Collected data entries:
-- -- --
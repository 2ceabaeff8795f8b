//! Byte-level codec primitives shared by every field type.
//!
//! Three concerns live here:
//!
//! - record-order integer access: a table stores multi-byte integers either
//!   low byte first or high byte first (`low_byte_first`), independent of the
//!   host CPU;
//! - the `handle_int*` helpers that re-order integer images between the record
//!   and the replication wire;
//! - memcmp sort-key transforms: big-endian with the sign bit flipped for
//!   signed integers, and a monotonic bit transform for IEEE-754 floats.

use byteorder::{BigEndian, ByteOrder, LittleEndian};

/// Read an unsigned integer of `len` bytes (1..=8) in the given byte order.
pub fn read_uint(data: &[u8], len: usize, low_byte_first: bool) -> u64 {
    if low_byte_first {
        LittleEndian::read_uint(data, len)
    } else {
        BigEndian::read_uint(data, len)
    }
}

/// Read a sign-extended integer of `len` bytes (1..=8) in the given byte order.
pub fn read_int(data: &[u8], len: usize, low_byte_first: bool) -> i64 {
    if low_byte_first {
        LittleEndian::read_int(data, len)
    } else {
        BigEndian::read_int(data, len)
    }
}

/// Write the low `len` bytes of `value` in the given byte order.
pub fn write_uint(data: &mut [u8], value: u64, len: usize, low_byte_first: bool) {
    let masked = if len == 8 {
        value
    } else {
        value & ((1u64 << (len * 8)) - 1)
    };
    if low_byte_first {
        LittleEndian::write_uint(data, masked, len)
    } else {
        BigEndian::write_uint(data, masked, len)
    }
}

/// Write the low `len` bytes of a signed value in the given byte order.
pub fn write_int(data: &mut [u8], value: i64, len: usize, low_byte_first: bool) {
    write_uint(data, value as u64, len, low_byte_first)
}

pub fn read_f32(data: &[u8], low_byte_first: bool) -> f32 {
    if low_byte_first {
        LittleEndian::read_f32(data)
    } else {
        BigEndian::read_f32(data)
    }
}

pub fn read_f64(data: &[u8], low_byte_first: bool) -> f64 {
    if low_byte_first {
        LittleEndian::read_f64(data)
    } else {
        BigEndian::read_f64(data)
    }
}

pub fn write_f32(data: &mut [u8], value: f32, low_byte_first: bool) {
    if low_byte_first {
        LittleEndian::write_f32(data, value)
    } else {
        BigEndian::write_f32(data, value)
    }
}

pub fn write_f64(data: &mut [u8], value: f64, low_byte_first: bool) {
    if low_byte_first {
        LittleEndian::write_f64(data, value)
    } else {
        BigEndian::write_f64(data, value)
    }
}

/// Copy an integer image of `len` bytes, reversing it when the source and
/// destination byte orders differ.
pub fn handle_int(to: &mut [u8], from: &[u8], len: usize, from_low_byte_first: bool, to_low_byte_first: bool) {
    to[..len].copy_from_slice(&from[..len]);
    if from_low_byte_first != to_low_byte_first {
        to[..len].reverse();
    }
}

pub fn handle_int16(to: &mut [u8], from: &[u8], from_low_byte_first: bool, to_low_byte_first: bool) {
    handle_int(to, from, 2, from_low_byte_first, to_low_byte_first)
}

pub fn handle_int24(to: &mut [u8], from: &[u8], from_low_byte_first: bool, to_low_byte_first: bool) {
    handle_int(to, from, 3, from_low_byte_first, to_low_byte_first)
}

pub fn handle_int32(to: &mut [u8], from: &[u8], from_low_byte_first: bool, to_low_byte_first: bool) {
    handle_int(to, from, 4, from_low_byte_first, to_low_byte_first)
}

pub fn handle_int64(to: &mut [u8], from: &[u8], from_low_byte_first: bool, to_low_byte_first: bool) {
    handle_int(to, from, 8, from_low_byte_first, to_low_byte_first)
}

/// Write a memcmp-orderable image of an integer stored in `from`.
///
/// The output is big-endian with the sign bit flipped for signed values, so
/// plain byte comparison gives numeric order. When `to` is shorter than the
/// integer the most significant bytes are kept; when longer, the tail is zeroed.
pub fn copy_integer(to: &mut [u8], from: &[u8], source_big_endian: bool, unsigned: bool) {
    if to.is_empty() || from.is_empty() {
        to.fill(0);
        return;
    }
    let n = to.len().min(from.len());
    if source_big_endian {
        to[..n].copy_from_slice(&from[..n]);
    } else {
        for (i, slot) in to[..n].iter_mut().enumerate() {
            *slot = from[from.len() - 1 - i];
        }
    }
    if !unsigned {
        to[0] ^= 0x80;
    }
    to[n..].fill(0);
}

/// Monotonic transform of an `f32` into 4 memcmp-orderable bytes.
///
/// Negative and positive zero map to the same image.
pub fn sortable_f32(value: f32) -> [u8; 4] {
    let value = if value == 0.0 { 0.0f32 } else { value };
    let bits = value.to_bits();
    let key = if bits & 0x8000_0000 != 0 {
        !bits
    } else {
        bits | 0x8000_0000
    };
    key.to_be_bytes()
}

/// Monotonic transform of an `f64` into 8 memcmp-orderable bytes.
pub fn sortable_f64(value: f64) -> [u8; 8] {
    let value = if value == 0.0 { 0.0f64 } else { value };
    let bits = value.to_bits();
    let key = if bits & 0x8000_0000_0000_0000 != 0 {
        !bits
    } else {
        bits | 0x8000_0000_0000_0000
    };
    key.to_be_bytes()
}

/// Copy `src` into a fixed-length sort-key slot, truncating or zero-padding.
pub fn fill_key(to: &mut [u8], src: &[u8]) {
    let n = to.len().min(src.len());
    to[..n].copy_from_slice(&src[..n]);
    to[n..].fill(0);
}

/// Width of the length prefix used by packed variable-length values.
pub fn length_bytes_for(max_length: usize) -> usize {
    if max_length > 255 {
        2
    } else {
        1
    }
}

#[cfg(test)]
mod tests {
    use super::*;

    #[test]
    fn test_read_write_orders() {
        let mut buf = [0u8; 4];
        write_uint(&mut buf, 0x0102_0304, 4, true);
        assert_eq!(buf, [0x04, 0x03, 0x02, 0x01]);
        assert_eq!(read_uint(&buf, 4, true), 0x0102_0304);
        write_uint(&mut buf, 0x0102_0304, 4, false);
        assert_eq!(buf, [0x01, 0x02, 0x03, 0x04]);
        assert_eq!(read_uint(&buf, 4, false), 0x0102_0304);
    }

    #[test]
    fn test_signed_three_byte() {
        let mut buf = [0u8; 3];
        write_int(&mut buf, -2, 3, true);
        assert_eq!(buf, [0xFE, 0xFF, 0xFF]);
        assert_eq!(read_int(&buf, 3, true), -2);
    }

    #[test]
    fn test_handle_int_swaps_only_when_orders_differ() {
        let src = [1u8, 2, 3, 4];
        let mut out = [0u8; 4];
        handle_int32(&mut out, &src, true, true);
        assert_eq!(out, src);
        handle_int32(&mut out, &src, true, false);
        assert_eq!(out, [4, 3, 2, 1]);
        let mut out8 = [0u8; 8];
        let src8 = [1u8, 2, 3, 4, 5, 6, 7, 8];
        handle_int64(&mut out8, &src8, false, true);
        assert_eq!(out8, [8, 7, 6, 5, 4, 3, 2, 1]);
    }

    #[test]
    fn test_copy_integer_signed_order() {
        let mut neg = [0u8; 2];
        let mut pos = [0u8; 2];
        copy_integer(&mut neg, &(-1i16).to_le_bytes(), false, false);
        copy_integer(&mut pos, &1i16.to_le_bytes(), false, false);
        assert_eq!(neg, [0x7F, 0xFF]);
        assert_eq!(pos, [0x80, 0x01]);
        assert!(neg < pos);
    }

    #[test]
    fn test_copy_integer_pads_and_truncates() {
        let mut wide = [0xAAu8; 6];
        copy_integer(&mut wide, &5u32.to_be_bytes(), true, true);
        assert_eq!(wide, [0, 0, 0, 5, 0, 0]);
        let mut narrow = [0u8; 1];
        copy_integer(&mut narrow, &0x1234u16.to_le_bytes(), false, true);
        assert_eq!(narrow, [0x12]);
    }

    #[test]
    fn test_sortable_floats() {
        let vals = [-1e10f64, -2.5, -0.0, 0.0, 1e-300, 3.0, 1e300];
        for w in vals.windows(2) {
            assert!(sortable_f64(w[0]) <= sortable_f64(w[1]), "{} vs {}", w[0], w[1]);
        }
        assert_eq!(sortable_f64(-0.0), sortable_f64(0.0));
        assert!(sortable_f32(-3.5) < sortable_f32(-1.0));
        assert!(sortable_f32(1.0) < sortable_f32(2.0));
    }
}
#[cfg(test)]
mod tests {
    use super::*;
    use crate::field::charset::LATIN1_SWEDISH_CI;

    fn int_field(width: IntWidth, unsigned: bool) -> Field {
        Field::new("c", FieldKind::Int { width, unsigned, zerofill: false }, width.display_length(unsigned))
    }

    #[test]
    fn test_int_ranges() {
        assert_eq!(IntWidth::Tiny.range(false), (-128, 127));
        assert_eq!(IntWidth::Medium.range(true), (0, 16_777_215));
        assert_eq!(IntWidth::LongLong.range(true).1, u64::MAX as i128);
    }

    #[test]
    fn test_type_codes() {
        let f = Field::new("d", FieldKind::Temporal { kind: TemporalKind::DateTime2, dec: 3 }, 23);
        assert_eq!(f.field_type(), FieldType::DateTime);
        assert_eq!(f.real_type(), FieldType::DateTime2);
        assert_eq!(f.binlog_type(), FieldType::DateTime2);
        let e = Field::new(
            "e",
            FieldKind::Enum {
                charset: &LATIN1_SWEDISH_CI,
                packlength: 1,
                values: vec!["a".into()],
            },
            1,
        );
        assert_eq!(e.field_type(), FieldType::String);
        assert_eq!(e.real_type(), FieldType::Enum);
        assert_eq!(e.sql_type(), "enum('a')");
    }

    #[test]
    fn test_sizes() {
        let v = Field::new(
            "v",
            FieldKind::Varstring {
                charset: &LATIN1_SWEDISH_CI,
                length_bytes: 2,
            },
            300,
        );
        assert_eq!(v.pack_length(), 302);
        assert_eq!(v.row_pack_length(), 300);
        assert_eq!(v.max_data_length(), 300);
        let b = Field::new(
            "b",
            FieldKind::Blob {
                charset: &charset::BINARY,
                packlength: 2,
                geometry: false,
            },
            65_535,
        );
        assert_eq!(b.pack_length(), 10);
        assert_eq!(b.pack_length_in_rec(), 2);
        assert_eq!(b.max_data_length(), 65_535);
        assert_eq!(b.sql_type(), "blob");
        let bit = Field::new(
            "bit",
            FieldKind::Bit {
                bytes_in_rec: 1,
                bit_len: 2,
                bits: Some(BitRange { offset: 0, shift: 1, len: 2 }),
            },
            10,
        );
        assert_eq!(bit.pack_length(), 2);
        assert_eq!(bit.pack_length_in_rec(), 1);
    }

    #[test]
    fn test_null_uses_only_own_bit() {
        let a = int_field(IntWidth::Long, false).with_null(NullBit::new(0, 0x01)).at(1);
        let b = int_field(IntWidth::Long, false).with_null(NullBit::new(0, 0x02)).at(5);
        let mut row = RowBuffer::new(9);
        a.set_null(&mut row);
        assert!(a.is_null(&row));
        assert!(!b.is_null(&row));
        b.set_null(&mut row);
        a.set_notnull(&mut row);
        assert!(!a.is_null(&row));
        assert!(b.is_null(&row));
    }

    #[test]
    fn test_not_nullable_follows_null_row() {
        let f = int_field(IntWidth::Tiny, false);
        let mut row = RowBuffer::new(1);
        assert!(!f.is_null(&row));
        row.set_null_row(true);
        assert!(f.is_null(&row));
        assert!(!f.is_real_null(&row));
    }

    #[test]
    fn test_move_field_offset_and_clone() {
        let mut f = int_field(IntWidth::Short, false).with_null(NullBit::new(0, 4)).at(1);
        let copy = f.clone();
        f.move_field_offset(10);
        assert_eq!(f.ptr, 11);
        assert_eq!(f.null, Some(NullBit::new(10, 4)));
        assert_eq!(copy.ptr, 1);
    }

    #[test]
    fn test_metadata_bytes() {
        let d = Field::new(
            "d",
            FieldKind::NewDecimal {
                precision: 10,
                dec: 2,
                unsigned: false,
            },
            12,
        );
        let mut out = Vec::new();
        assert_eq!(d.save_field_metadata(&mut out), 2);
        assert_eq!(out, vec![10, 2]);
        assert_eq!(d.own_param_data(), (10 << 8) | 2);
        assert_eq!(d.compatible_field_size((12 << 8) | 2), Some(Ordering::Greater));
        assert_eq!(d.compatible_field_size((12 << 8) | 1), None);

        let c = Field::new("c", FieldKind::String { charset: &LATIN1_SWEDISH_CI }, 600);
        out.clear();
        c.save_field_metadata(&mut out);
        assert_eq!(out, vec![0xfe ^ 0x20, 0x58]);
        assert_eq!(c.pack_length_from_metadata(c.own_param_data()), 600);
    }

    #[test]
    fn test_name_match() {
        let mut f = int_field(IntWidth::Long, false);
        f.name = "Id".into();
        f.table_name = "t1".into();
        assert!(f.check_field_name_match(None, "id"));
        assert!(f.check_field_name_match(Some("t1"), "ID"));
        assert!(!f.check_field_name_match(Some("t2"), "id"));
    }
}
#![doc = include_str!("../README.md")]

mod channel;
mod completion;
mod error;
mod merge;
pub mod pipeline;
mod pool;
pub mod queue;
pub mod sink;
pub mod transform;

pub use crate::completion::PoolState;
pub use crate::error::*;
pub use crate::merge::*;
pub use crate::pipeline::{FanOut, fan_out, stage};
pub use crate::pool::*;
pub use crate::queue::{Producer, TaskQueue};
pub use crate::sink::{ResultSink, ResultStream};
pub use crate::transform::{FailureKind, FromFn, ItemFailure, Transform};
-- -- --
In the entries above, which lines hold the string "values"? Report all of them.

◆ Result of this exercise ◆
/// The output is big-endian with the sign bit flipped for signed values, so
/// Width of the length prefix used by packed variable-length values.
                values: vec!["a".into()],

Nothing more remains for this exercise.